I am about to be throned sloth queen. There are no other contenders. 

“Do me a favor during the rainy season, and I shall do the same for you during the dry season.”

April 13, 2025

I am getting a bit better. I just have to be patient. I spend most of my time on the couch, and as long as I sit still and not reach for anything, I’m okay. I did find a gigantic black and blue I had missed before. My hand is still swollen but not as much. The bruise looks red and goes all the way up to the knuckles of my fingers. It is ugly. 

The rain keeps coming. My lawn and garden are flooded. The dogs are soaked when they come back inside after a trip to the yard. They are now having their late morning naps. Such is a dog’s life in this house.

Ghana has only two seasons, rainy and dry. I lived in the driest part of the country. Both seasons were uncomfortable in their own ways. The dry season was longer, and temperatures were usually in the high 90’s and low100’s. The roads turned to dust. Everything was brown. My lips and heels cracked. I learned not to dry myself after my shower so I could feel cool enough in bed to fall sleep. Sometimes they turned off the water. I became quiet adept at taking bucket baths. I even left enough water in the bucket to flush the toilet. I could buy tomatoes, onions, tuber yam and rice. I ate so much rice I didn’t eat it for the longest time when I got home. The dry season was never enjoyed. At best, it was tolerated. 

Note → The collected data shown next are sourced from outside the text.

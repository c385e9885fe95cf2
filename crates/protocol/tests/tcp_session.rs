//! NativeSession against a scripted server on a loopback socket.

use std::net::TcpListener;
use std::thread::{self, JoinHandle};

use cqldump_core::{ConsistencyLevel, CqlValue, Error, Session};
use cqldump_protocol::codec::{BodyReader, BodyWriter};
use cqldump_protocol::frame::{PROTOCOL_VERSION, RESPONSE_BIT};
use cqldump_protocol::{ConnectOptions, Frame, NativeSession, Opcode};

/// Serve one connection: for each scripted reply, read a request and answer
/// on the same stream id. Returns the requests seen.
fn serve(replies: Vec<(Opcode, Vec<u8>)>) -> (u16, JoinHandle<Vec<Frame>>) {
    let listener = TcpListener::bind("127.0.0.1:0").unwrap();
    let port = listener.local_addr().unwrap().port();
    let handle = thread::spawn(move || {
        let (mut socket, _) = listener.accept().unwrap();
        let mut seen = Vec::new();
        for (opcode, body) in replies {
            let request = Frame::read_from(&mut socket).unwrap();
            let reply = Frame {
                version: PROTOCOL_VERSION | RESPONSE_BIT,
                flags: 0,
                stream: request.stream,
                opcode,
                body,
            };
            reply.write_to(&mut socket).unwrap();
            seen.push(request);
        }
        seen
    });
    (port, handle)
}

fn options(port: u16) -> ConnectOptions {
    ConnectOptions::new().with_host("127.0.0.1").with_port(port)
}

fn void() -> Vec<u8> {
    let mut body = BodyWriter::new();
    body.int(0x0001);
    body.into_bytes()
}

fn int_rows(values: &[i32]) -> Vec<u8> {
    let mut body = BodyWriter::new();
    body.int(0x0002).int(0x0001).int(1);
    body.string("ks").string("t").string("id").short(0x0009);
    body.int(values.len() as i32);
    for v in values {
        body.bytes(Some(&v.to_be_bytes()[..]));
    }
    body.into_bytes()
}

#[test]
fn test_startup_and_query() {
    let (port, server) = serve(vec![
        (Opcode::Ready, Vec::new()),
        (Opcode::Result, int_rows(&[4, 2])),
    ]);

    let mut session = NativeSession::connect(&options(port)).unwrap();
    let mut rows = Vec::new();
    {
        let mut cursor = session
            .query("SELECT id FROM ks.t", ConsistencyLevel::One)
            .unwrap();
        assert_eq!(cursor.columns()[0].name, "id");
        while let Some(row) = cursor.next_row().unwrap() {
            rows.push(row);
        }
    }
    assert_eq!(rows, vec![vec![CqlValue::Int(4)], vec![CqlValue::Int(2)]]);

    let requests = server.join().unwrap();
    assert_eq!(requests[0].opcode, Opcode::Startup);
    assert_eq!(requests[1].opcode, Opcode::Query);
    let mut body = BodyReader::new(&requests[1].body);
    assert_eq!(body.long_string().unwrap(), "SELECT id FROM ks.t");
    assert_eq!(body.short().unwrap(), ConsistencyLevel::One.code());
}

#[test]
fn test_password_authentication() {
    let (port, server) = serve(vec![
        (Opcode::Authenticate, {
            let mut body = BodyWriter::new();
            body.string("org.apache.cassandra.auth.PasswordAuthenticator");
            body.into_bytes()
        }),
        (Opcode::AuthSuccess, {
            let mut body = BodyWriter::new();
            body.bytes(None);
            body.into_bytes()
        }),
        (Opcode::Result, void()),
    ]);

    let options = options(port)
        .with_protocol_version(4)
        .with_credentials("admin", "secret");
    let mut session = NativeSession::connect(&options).unwrap();
    session
        .execute("DROP TABLE IF EXISTS ks.t", ConsistencyLevel::All)
        .unwrap();

    let requests = server.join().unwrap();
    assert_eq!(requests[1].opcode, Opcode::AuthResponse);
    let mut body = BodyReader::new(&requests[1].body);
    assert_eq!(body.bytes().unwrap(), Some(&b"\0admin\0secret"[..]));
}

#[test]
fn test_server_error_on_execute() {
    let (port, server) = serve(vec![
        (Opcode::Ready, Vec::new()),
        (Opcode::Error, {
            let mut body = BodyWriter::new();
            body.int(0x2200).string("unconfigured table t");
            body.into_bytes()
        }),
    ]);

    let mut session = NativeSession::connect(&options(port)).unwrap();
    let err = session
        .execute("INSERT INTO ks.t (id) VALUES (1)", ConsistencyLevel::One)
        .unwrap_err();
    match err {
        Error::Execution { statement, reason } => {
            assert!(statement.starts_with("INSERT"));
            assert!(reason.contains("unconfigured table"));
        }
        other => panic!("unexpected {:?}", other),
    }
    server.join().unwrap();
}

#[test]
fn test_connection_refused() {
    let listener = TcpListener::bind("127.0.0.1:0").unwrap();
    let port = listener.local_addr().unwrap().port();
    drop(listener);

    match NativeSession::connect(&options(port).with_connect_timeout_secs(1)) {
        Err(err) => assert!(matches!(err, Error::Connection(_))),
        Ok(_) => panic!("connected to a closed port"),
    }
}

The rainy season was a rebirth. The first storms were magnificent. I once saw lightning hit the ground. Because of the dryness of the ground, the water made rivulets which turned into small streams. I used to watch the one in front of my house. Fields were planted. Leaves returned to trees. The air felt cool. The nights got as low as the 70’s. I needed a blanket. More citrus fruits from the south were sold in the market where the tables had pyramids of oranges and bananas piled high. The pineapples were sweet. Aunties, the women who sold food along the roadsides, would use a single edge razor blade to peel around the top of the orange then slice the top so you could suck out the juice. Their dexterity was amazing to watch. Millet, maize and corn grew tall in the fields. I was surrounded by green.

When I travel back to Ghana, I go during the rainy season, but Bolgatanga, my other home town, still feels hot and the humidity is thick from the rain, but I have always loved the rainy season. I love the sound on the metal roofs and sitting outside under an umbrella surrounded by rain but staying dry. The fields are filled with crops. The air smells sweet.

“Accidents are not accidents but precise arrivals at the wrong right time.”

April 11, 2025

Yesterday started out like any other day with coffee and the paper. I think I even had toast. I left to do a couple of errands. My last one was to buy a few groceries. I started for home. I saw a truck stopping on the road before turning. I didn’t see the car. It hit me. It was most decidedly my fault for not looking. I was shocked by the hit and sat there for a little bit to process. My car was totaled. The police and the fire department came then the EMT’s. It was quite a crowd. The EMT’s insisted I go to the hospital. I declined. Meanwhile, I started taking my uke book and my music stand out of the car. I took my groceries. My neighbor stopped and came over to me. She said she’d pick me up at the hospital. I went into the ambulance. I went to the emergency room.

At the hospital I was examined. The decision was for x-rays and a CT-scan. I was wheeled to both places and back again. It was quick. I sat in my room for a long while. It wasn’t quick. The doctor said there were no broken bones. I was in pain but only when I moved, talked or breathed. 

At home I moved as little as possible. My neighbor sent over dinner. She also sent cinnamon buns. Those I ate. Nala was upset. Her boxer eyes just stared then she licked me. She knew it was not a usual day. 

This morning, my hand is just a little less swollen. I still try not to move because it hurts. I had to cough a bit, and it hurt a lot. 

I should have known something would happen. I just bought two new tires. Yesterday was not a good day!